**What the exercise asks:** Output the material exactly, keeping every line intact.
◇ ◇ ◇
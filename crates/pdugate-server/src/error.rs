//! Server error types.

use std::time::Duration;

use pdugate_proto::ProtocolError;
use thiserror::Error;

/// Errors that can occur in the server.
///
/// None of these represent a domain outcome: a rejected registration is a
/// 400 ack, not a `ServerError`.
#[derive(Debug, Error)]
pub enum ServerError {
    /// Configuration error
    #[error("configuration error: {0}")]
    Config(String),

    /// Transport/network error
    #[error("transport error: {0}")]
    Transport(String),

    /// Peer sent no complete request before the read deadline
    #[error("no request within {0:?}")]
    Timeout(Duration),

    /// Malformed frame on the binary transport
    #[error("protocol error: {0}")]
    Protocol(#[from] ProtocolError),
}

impl From<std::io::Error> for ServerError {
    fn from(err: std::io::Error) -> Self {
        Self::Transport(err.to_string())
    }
}

#[cfg(test)]
mod tests {
    use std::error::Error;

    use super::*;

    #[test]
    fn protocol_error_is_source() {
        let err = ServerError::from(ProtocolError::UnknownOpcode(0x10));
        assert_eq!(err.to_string(), "protocol error: unknown opcode: 0x10");
        assert!(err.source().is_some());
    }

    #[test]
    fn timeout_names_deadline() {
        let err = ServerError::Timeout(Duration::from_secs(10));
        assert_eq!(err.to_string(), "no request within 10s");
    }

    #[test]
    fn io_error_maps_to_transport() {
        let io = std::io::Error::new(std::io::ErrorKind::AddrInUse, "address in use");
        let err = ServerError::from(io);
        assert!(matches!(err, ServerError::Transport(_)));
        assert!(err.source().is_none());
    }
}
◇ ◇ ◇
**Answer:**
filename crates/pdugate-server/src/error.rs
//! Server error types.

use std::time::Duration;

use pdugate_proto::ProtocolError;
use thiserror::Error;

/// Errors that can occur in the server.
///
/// None of these represent a domain outcome: a rejected registration is a
/// 400 ack, not a `ServerError`.
#[derive(Debug, Error)]
pub enum ServerError {
    /// Configuration error
    #[error("configuration error: {0}")]
    Config(String),

    /// Transport/network error
    #[error("transport error: {0}")]
    Transport(String),

    /// Peer sent no complete request before the read deadline
    #[error("no request within {0:?}")]
    Timeout(Duration),

    /// Malformed frame on the binary transport
    #[error("protocol error: {0}")]
    Protocol(#[from] ProtocolError),
}

impl From<std::io::Error> for ServerError {
    fn from(err: std::io::Error) -> Self {
        Self::Transport(err.to_string())
    }
}

#[cfg(test)]
mod tests {
    use std::error::Error;

    use super::*;

    #[test]
    fn protocol_error_is_source() {
        let err = ServerError::from(ProtocolError::UnknownOpcode(0x10));
        assert_eq!(err.to_string(), "protocol error: unknown opcode: 0x10");
        assert!(err.source().is_some());
    }

    #[test]
    fn timeout_names_deadline() {
        let err = ServerError::Timeout(Duration::from_secs(10));
        assert_eq!(err.to_string(), "no request within 10s");
    }

    #[test]
    fn io_error_maps_to_transport() {
        let io = std::io::Error::new(std::io::ErrorKind::AddrInUse, "address in use");
        let err = ServerError::from(io);
        assert!(matches!(err, ServerError::Transport(_)));
        assert!(err.source().is_none());
    }
}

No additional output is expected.